2003年5月に施行された健康増進法は、国民の健康を総合的に増進するために定められた法律です。

日本は急速に高齢化社会となっていることから、高齢化に伴い患う疾病が変化していきました。疾病の変化は、厚生労働省が公表している年次ごとの死因順位で確認できます。

【死因順位】

1947年2020年
1位全結核悪性新生物
2位肺炎及び気管支炎高血圧性を除く心疾患
3位胃腸炎老衰
4位脳血管疾患脳血管疾患
5位精神病の記載がない老衰肺炎

近年、社会全体の高齢化に伴い、治療を行うよりも自然な死を受け入れるといった考え方の変化があるのではないかといわれています。

老衰を除く現代の死因順位を見る限り、国民が健康を意識して日常生活を送ることで、健康寿命が延びると考えられるでしょう。

そうした背景から健康増進法では、長寿大国である日本国民は、栄養バランスのとれた食事を摂ったり定期的に健康診断を受診したりと、生涯にわたって健康増進に努めなければならないとしています。
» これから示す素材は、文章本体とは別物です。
//! PostgreSQL backend for the Database trait.

use std::collections::BTreeMap;

use async_trait::async_trait;
use chrono::{DateTime, Utc};
use deadpool_postgres::{Config, Pool, Runtime};
use tokio_postgres::NoTls;

use crate::config::DatabaseConfig;
use crate::db::{Database, ResponseStore, TelemetryStore};
use crate::error::DatabaseError;
use crate::responses::{ResponseMeta, ResponseRecord};
use crate::telemetry::{EventKind, StepCounts, TelemetryEvent};

const SCHEMA: &str = r#"
CREATE TABLE IF NOT EXISTS survey_responses (
    id TEXT PRIMARY KEY,
    created_at TIMESTAMPTZ NOT NULL DEFAULT NOW(),
    name TEXT NOT NULL,
    email TEXT NOT NULL,
    company TEXT,
    answers JSONB NOT NULL,
    ratings JSONB,
    ai_gists JSONB,
    meta JSONB
);

CREATE INDEX IF NOT EXISTS idx_responses_created ON survey_responses(created_at);

CREATE TABLE IF NOT EXISTS survey_sessions (
    session_id TEXT PRIMARY KEY,
    created_at TIMESTAMPTZ NOT NULL DEFAULT NOW(),
    name TEXT,
    email TEXT,
    meta JSONB
);

CREATE TABLE IF NOT EXISTS survey_events (
    id BIGSERIAL PRIMARY KEY,
    session_id TEXT NOT NULL,
    ts TIMESTAMPTZ NOT NULL DEFAULT NOW(),
    event TEXT NOT NULL,
    section_id TEXT,
    question_id TEXT,
    from_question_id TEXT,
    step_index INT,
    ms_from_start INT,
    extra JSONB
);

CREATE INDEX IF NOT EXISTS idx_events_session ON survey_events(session_id);
CREATE INDEX IF NOT EXISTS idx_events_question ON survey_events(question_id);
"#;

/// PostgreSQL database backend.
pub struct PgBackend {
    pool: Pool,
}

impl PgBackend {
    /// Create a new pool and check that a connection can be made.
    pub async fn new(config: &DatabaseConfig) -> Result<Self, DatabaseError> {
        let url = config.url().ok_or_else(|| {
            DatabaseError::Pool("DATABASE_URL is required for the postgres backend".to_string())
        })?;

        let mut cfg = Config::new();
        cfg.url = Some(url.to_string());
        cfg.pool = Some(deadpool_postgres::PoolConfig {
            max_size: config.pool_size,
            ..Default::default()
        });

        let pool = cfg
            .create_pool(Some(Runtime::Tokio1), NoTls)
            .map_err(|e| DatabaseError::Pool(e.to_string()))?;

        // Test connection
        let _ = pool.get().await?;

        Ok(Self { pool })
    }

    async fn conn(&self) -> Result<deadpool_postgres::Object, DatabaseError> {
        Ok(self.pool.get().await?)
    }
}

fn json<T: serde::Serialize>(value: &T) -> Result<serde_json::Value, DatabaseError> {
    serde_json::to_value(value).map_err(|e| DatabaseError::Serialization(e.to_string()))
}

fn from_json<T: serde::de::DeserializeOwned + Default>(
    value: Option<serde_json::Value>,
) -> Result<T, DatabaseError> {
    match value {
        Some(serde_json::Value::Null) | None => Ok(T::default()),
        Some(v) => {
            serde_json::from_value(v).map_err(|e| DatabaseError::Serialization(e.to_string()))
        }
    }
}

#[async_trait]
impl ResponseStore for PgBackend {
    async fn insert_response(&self, record: &ResponseRecord) -> Result<(), DatabaseError> {
        let conn = self.conn().await?;
        conn.execute(
            "INSERT INTO survey_responses \
             (id, created_at, name, email, company, answers, ratings, ai_gists, meta) \
             VALUES ($1, $2, $3, $4, $5, $6, $7, $8, $9) \
             ON CONFLICT (id) DO NOTHING",
            &[
                &record.id,
                &record.created_at,
                &record.name,
                &record.email,
                &record.company,
                &json(&record.answers)?,
                &json(&record.rating_group)?,
                &json(&record.ai_gists)?,
                &json(&record.meta)?,
            ],
        )
        .await?;
        Ok(())
    }

    async fn list_responses(&self) -> Result<Vec<ResponseRecord>, DatabaseError> {
        let conn = self.conn().await?;
        let rows = conn
            .query(
                "SELECT id, created_at, name, email, company, answers, ratings, ai_gists, meta \
                 FROM survey_responses ORDER BY created_at DESC",
                &[],
            )
            .await?;

        rows.iter()
            .map(|row| {
                let created_at: DateTime<Utc> = row.get(1);
                Ok(ResponseRecord {
                    id: row.get(0),
                    created_at,
                    name: row.get(2),
                    email: row.get(3),
                    company: row.get(4),
                    answers: from_json::<BTreeMap<String, serde_json::Value>>(row.get(5))?,
                    rating_group: from_json(row.get(6))?,
                    ai_gists: from_json(row.get(7))?,
                    meta: from_json::<ResponseMeta>(row.get(8))?,
                })
            })
            .collect()
    }
}

#[async_trait]
impl TelemetryStore for PgBackend {
    async fn record_events(&self, events: &[TelemetryEvent]) -> Result<(), DatabaseError> {
        let mut conn = self.conn().await?;
        let tx = conn.transaction().await?;
        let empty = serde_json::json!({});

        for e in events {
            let extra = e.extra.as_ref().unwrap_or(&empty);
            if e.event == EventKind::SessionStart {
                tx.execute(
                    "INSERT INTO survey_sessions (session_id, name, email, meta) \
                     VALUES ($1, $2, $3, $4) ON CONFLICT (session_id) DO NOTHING",
                    &[&e.session_id, &e.name, &e.email, extra],
                )
                .await?;
            }
            let step_index = e.step_index.map(|v| v as i32);
            let ms_from_start = e.ms_from_start.map(|v| v as i32);
            tx.execute(
                "INSERT INTO survey_events \
                 (session_id, event, section_id, question_id, from_question_id, \
                  step_index, ms_from_start, extra) \
                 VALUES ($1, $2, $3, $4, $5, $6, $7, $8)",
                &[
                    &e.session_id,
                    &e.event.as_str(),
                    &e.section_id,
                    &e.question_id,
                    &e.from_question_id,
                    &step_index,
                    &ms_from_start,
                    extra,
                ],
            )
            .await?;
        }

        tx.commit().await?;
        Ok(())
    }

    async fn step_counts(&self) -> Result<Vec<StepCounts>, DatabaseError> {
        let conn = self.conn().await?;
        let rows = conn
            .query(
                r#"
                SELECT question_id,
                       COUNT(*) FILTER (WHERE event = 'question_view') AS views,
                       COUNT(*) FILTER (WHERE event = 'question_next') AS nexts,
                       ROUND(AVG(COALESCE((extra->>'dwellMs')::float8, ms_from_start::float8))
                             FILTER (WHERE event = 'question_next'))::float8 AS avg_ms
                FROM survey_events
                WHERE question_id IS NOT NULL
                  AND event IN ('question_view', 'question_next')
                GROUP BY question_id
                ORDER BY question_id
                "#,
                &[],
            )
            .await?;

        Ok(rows
            .iter()
            .map(|row| {
                let views: i64 = row.get(1);
                let nexts: i64 = row.get(2);
                StepCounts {
                    question_id: row.get(0),
                    views: views.max(0) as u64,
                    nexts: nexts.max(0) as u64,
                    avg_ms: row.get(3),
                }
            })
            .collect())
    }

    async fn session_count(&self) -> Result<u64, DatabaseError> {
        let conn = self.conn().await?;
        let row = conn
            .query_one("SELECT COUNT(*) FROM survey_sessions", &[])
            .await?;
        let count: i64 = row.get(0);
        Ok(count.max(0) as u64)
    }
}

#[async_trait]
impl Database for PgBackend {
    fn backend_name(&self) -> &'static str {
        "postgres"
    }

    async fn run_migrations(&self) -> Result<(), DatabaseError> {
        let conn = self.conn().await?;
        conn.batch_execute(SCHEMA)
            .await
            .map_err(|e| DatabaseError::Migration(e.to_string()))?;
        Ok(())
    }
}
#[path = "../common/mod.rs"]
mod common;

use acr122u::device::{LifecycleEvent, ReaderConfig};
use acr122u::test_support::monitor_with_channel;
use acr122u::transport::MockTransport;

use common::fixtures::CARD_PRESENT;
use common::next_event;

#[tokio::test]
async fn exit_from_two_readers_closes_transport_once() {
    let mock = MockTransport::new();
    let (monitor, mut rx) = monitor_with_channel(&mock, ReaderConfig::new()).await.unwrap();
    let r1 = mock.add_reader("R1");
    let r2 = mock.add_reader("R2");

    r1.push_status(CARD_PRESENT, &common::fixtures::classic_1k_atr());
    r2.push_status(CARD_PRESENT, &common::fixtures::classic_1k_atr());
    let mut exits = Vec::new();
    for _ in 0..2 {
        match next_event(&mut rx).await {
            LifecycleEvent::Connect(e) => exits.push(e.exit),
            other => panic!("expected connect, got {}", other.kind()),
        }
    }

    let (a, b, c) = tokio::join!(exits[0].close(), exits[1].close(), exits[0].close());
    a.unwrap();
    b.unwrap();
    c.unwrap();

    monitor.join().await;
    assert_eq!(r1.close_calls(), 1);
    assert_eq!(r2.close_calls(), 1);
    assert_eq!(mock.close_calls(), 1);
}

#[tokio::test]
async fn closing_transport_handle_ends_discovery() {
    let mock = MockTransport::new();
    let (monitor, _rx) = monitor_with_channel(&mock, ReaderConfig::new()).await.unwrap();
    assert!(monitor.transport().close().await.unwrap());
    monitor.join().await;
    assert!(mock.is_closed());
}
国民だけでなく企業も、従業員の健康を維持・増進することを求めるように改正されました。

改正健康増進法の主な変更点

2020年4月に施行した改正健康増進法では、「受動喫煙の防止」という目的が加わっています。

受動喫煙は、煙草を吸っている本人だけでなく、近くにいる非喫煙者にも影響を与えることを知っている人は多いでしょう。特に、未成年や疾患をもつ人に影響が大きく、小児の喘息や乳幼児突然死症候群(SIDS)や、肺がんや循環器疾患も受動喫煙と因果関係があるようです。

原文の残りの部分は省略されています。